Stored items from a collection
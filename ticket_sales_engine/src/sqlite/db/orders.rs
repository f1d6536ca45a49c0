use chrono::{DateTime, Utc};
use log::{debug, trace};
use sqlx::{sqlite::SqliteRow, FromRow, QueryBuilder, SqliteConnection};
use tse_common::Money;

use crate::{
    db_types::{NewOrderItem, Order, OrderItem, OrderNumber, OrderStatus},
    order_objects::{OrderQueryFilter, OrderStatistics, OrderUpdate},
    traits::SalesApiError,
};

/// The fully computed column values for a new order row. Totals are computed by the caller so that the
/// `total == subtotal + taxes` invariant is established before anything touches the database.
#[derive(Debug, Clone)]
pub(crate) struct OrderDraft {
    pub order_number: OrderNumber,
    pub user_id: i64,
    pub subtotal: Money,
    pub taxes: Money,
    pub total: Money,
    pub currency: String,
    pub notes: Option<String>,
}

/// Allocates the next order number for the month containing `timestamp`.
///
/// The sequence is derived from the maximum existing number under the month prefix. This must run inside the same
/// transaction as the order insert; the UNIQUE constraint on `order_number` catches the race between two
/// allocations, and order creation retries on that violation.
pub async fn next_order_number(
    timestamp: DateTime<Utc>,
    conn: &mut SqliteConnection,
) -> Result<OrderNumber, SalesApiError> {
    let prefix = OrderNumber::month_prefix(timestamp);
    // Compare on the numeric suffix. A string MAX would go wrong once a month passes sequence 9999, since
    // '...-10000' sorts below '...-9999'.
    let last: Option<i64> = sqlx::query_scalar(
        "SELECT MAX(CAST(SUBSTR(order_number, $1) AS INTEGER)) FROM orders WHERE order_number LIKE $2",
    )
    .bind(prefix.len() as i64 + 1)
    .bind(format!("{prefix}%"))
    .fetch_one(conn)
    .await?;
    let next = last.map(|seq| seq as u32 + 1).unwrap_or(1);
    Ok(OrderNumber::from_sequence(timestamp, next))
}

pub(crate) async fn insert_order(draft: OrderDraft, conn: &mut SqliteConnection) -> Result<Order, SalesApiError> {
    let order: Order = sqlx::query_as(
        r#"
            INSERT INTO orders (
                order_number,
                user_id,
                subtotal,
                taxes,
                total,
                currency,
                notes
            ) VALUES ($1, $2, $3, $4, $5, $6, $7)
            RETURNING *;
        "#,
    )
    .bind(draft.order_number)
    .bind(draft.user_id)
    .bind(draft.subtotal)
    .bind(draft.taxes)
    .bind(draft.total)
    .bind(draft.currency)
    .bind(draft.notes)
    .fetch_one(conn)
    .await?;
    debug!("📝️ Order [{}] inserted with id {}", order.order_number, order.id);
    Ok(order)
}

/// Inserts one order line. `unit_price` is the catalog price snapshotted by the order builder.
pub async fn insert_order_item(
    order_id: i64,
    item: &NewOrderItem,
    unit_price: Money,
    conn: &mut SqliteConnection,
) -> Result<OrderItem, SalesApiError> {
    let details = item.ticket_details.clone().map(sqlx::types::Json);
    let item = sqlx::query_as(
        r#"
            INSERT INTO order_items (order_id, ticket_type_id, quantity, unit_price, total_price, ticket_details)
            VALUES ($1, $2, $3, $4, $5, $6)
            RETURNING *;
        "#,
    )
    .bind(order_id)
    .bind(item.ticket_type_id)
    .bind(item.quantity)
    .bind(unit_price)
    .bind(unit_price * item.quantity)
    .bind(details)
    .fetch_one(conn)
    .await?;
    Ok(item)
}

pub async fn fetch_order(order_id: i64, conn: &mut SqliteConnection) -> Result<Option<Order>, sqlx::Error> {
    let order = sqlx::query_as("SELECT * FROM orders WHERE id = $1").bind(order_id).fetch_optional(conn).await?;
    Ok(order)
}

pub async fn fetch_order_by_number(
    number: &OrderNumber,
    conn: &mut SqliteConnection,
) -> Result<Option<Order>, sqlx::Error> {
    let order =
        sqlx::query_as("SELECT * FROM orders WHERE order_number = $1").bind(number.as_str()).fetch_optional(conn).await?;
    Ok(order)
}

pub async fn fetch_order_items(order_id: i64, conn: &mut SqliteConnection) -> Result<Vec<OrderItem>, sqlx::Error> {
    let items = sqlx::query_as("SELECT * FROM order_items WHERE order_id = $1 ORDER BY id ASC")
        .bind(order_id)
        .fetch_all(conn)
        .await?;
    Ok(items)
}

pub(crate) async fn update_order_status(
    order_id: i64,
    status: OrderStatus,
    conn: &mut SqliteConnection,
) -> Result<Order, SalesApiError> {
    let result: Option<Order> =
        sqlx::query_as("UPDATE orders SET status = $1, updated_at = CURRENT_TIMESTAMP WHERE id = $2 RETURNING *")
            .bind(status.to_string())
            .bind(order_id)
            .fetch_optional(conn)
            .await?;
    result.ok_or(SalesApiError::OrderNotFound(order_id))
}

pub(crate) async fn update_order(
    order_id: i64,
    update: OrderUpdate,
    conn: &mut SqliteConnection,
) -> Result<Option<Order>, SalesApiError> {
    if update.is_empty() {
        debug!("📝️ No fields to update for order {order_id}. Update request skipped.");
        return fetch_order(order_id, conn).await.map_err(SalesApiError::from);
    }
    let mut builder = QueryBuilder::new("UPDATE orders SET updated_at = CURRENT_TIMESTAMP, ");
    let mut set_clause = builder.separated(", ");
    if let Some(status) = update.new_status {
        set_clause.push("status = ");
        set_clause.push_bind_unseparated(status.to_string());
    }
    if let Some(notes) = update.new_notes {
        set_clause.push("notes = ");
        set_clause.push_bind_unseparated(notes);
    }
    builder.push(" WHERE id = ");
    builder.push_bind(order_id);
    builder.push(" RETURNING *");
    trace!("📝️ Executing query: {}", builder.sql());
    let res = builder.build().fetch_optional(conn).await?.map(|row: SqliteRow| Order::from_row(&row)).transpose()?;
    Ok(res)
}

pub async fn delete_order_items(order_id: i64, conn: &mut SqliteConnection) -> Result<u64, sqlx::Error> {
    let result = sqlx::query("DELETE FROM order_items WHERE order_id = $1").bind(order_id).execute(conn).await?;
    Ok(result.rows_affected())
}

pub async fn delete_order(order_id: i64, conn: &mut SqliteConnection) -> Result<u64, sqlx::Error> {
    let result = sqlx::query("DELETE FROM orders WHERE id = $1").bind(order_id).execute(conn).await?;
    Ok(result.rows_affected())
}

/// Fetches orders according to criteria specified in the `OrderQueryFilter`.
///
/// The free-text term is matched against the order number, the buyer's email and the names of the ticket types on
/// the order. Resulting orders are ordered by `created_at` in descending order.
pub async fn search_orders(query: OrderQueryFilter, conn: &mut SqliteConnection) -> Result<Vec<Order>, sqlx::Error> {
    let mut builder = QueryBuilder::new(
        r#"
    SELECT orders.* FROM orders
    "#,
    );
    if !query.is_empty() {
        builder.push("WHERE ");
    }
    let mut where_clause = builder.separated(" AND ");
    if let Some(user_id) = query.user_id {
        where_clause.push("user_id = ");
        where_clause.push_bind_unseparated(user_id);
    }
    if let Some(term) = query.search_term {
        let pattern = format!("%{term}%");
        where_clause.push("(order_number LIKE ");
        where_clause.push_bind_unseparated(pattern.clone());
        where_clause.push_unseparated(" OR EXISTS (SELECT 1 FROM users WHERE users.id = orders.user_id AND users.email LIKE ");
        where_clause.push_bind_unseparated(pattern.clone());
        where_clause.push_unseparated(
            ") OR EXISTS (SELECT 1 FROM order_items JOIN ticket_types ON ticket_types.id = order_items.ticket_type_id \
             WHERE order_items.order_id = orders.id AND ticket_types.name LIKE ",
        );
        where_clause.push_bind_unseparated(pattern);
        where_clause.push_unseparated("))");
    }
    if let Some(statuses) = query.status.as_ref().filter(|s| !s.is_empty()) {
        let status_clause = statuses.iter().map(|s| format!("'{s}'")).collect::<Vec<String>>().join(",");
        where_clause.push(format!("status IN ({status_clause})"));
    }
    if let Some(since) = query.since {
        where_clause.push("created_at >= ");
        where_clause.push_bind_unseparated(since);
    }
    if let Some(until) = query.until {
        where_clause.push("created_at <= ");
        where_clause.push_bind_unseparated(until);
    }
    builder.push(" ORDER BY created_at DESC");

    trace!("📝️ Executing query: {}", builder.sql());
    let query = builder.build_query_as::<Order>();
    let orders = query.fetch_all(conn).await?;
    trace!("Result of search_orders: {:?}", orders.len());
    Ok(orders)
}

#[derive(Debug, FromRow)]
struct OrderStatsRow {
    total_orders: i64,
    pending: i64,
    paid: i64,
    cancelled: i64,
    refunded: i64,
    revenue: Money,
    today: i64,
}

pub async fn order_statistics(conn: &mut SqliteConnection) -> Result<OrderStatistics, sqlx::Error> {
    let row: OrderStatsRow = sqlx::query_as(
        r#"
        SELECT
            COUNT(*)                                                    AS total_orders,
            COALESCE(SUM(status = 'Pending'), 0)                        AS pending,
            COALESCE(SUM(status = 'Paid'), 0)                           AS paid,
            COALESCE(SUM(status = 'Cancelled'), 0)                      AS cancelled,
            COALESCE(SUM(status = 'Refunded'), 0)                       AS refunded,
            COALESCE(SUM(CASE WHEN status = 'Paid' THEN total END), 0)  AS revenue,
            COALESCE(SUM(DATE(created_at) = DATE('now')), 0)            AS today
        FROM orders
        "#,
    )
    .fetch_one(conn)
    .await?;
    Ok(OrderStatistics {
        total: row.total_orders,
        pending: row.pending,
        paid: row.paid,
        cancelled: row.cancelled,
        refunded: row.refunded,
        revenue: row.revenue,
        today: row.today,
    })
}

## Problem to work on
Show every line of the entries above where the word "until" occurs.

## Response area
    if let Some(until) = query.until {
        where_clause.push_bind_unseparated(until);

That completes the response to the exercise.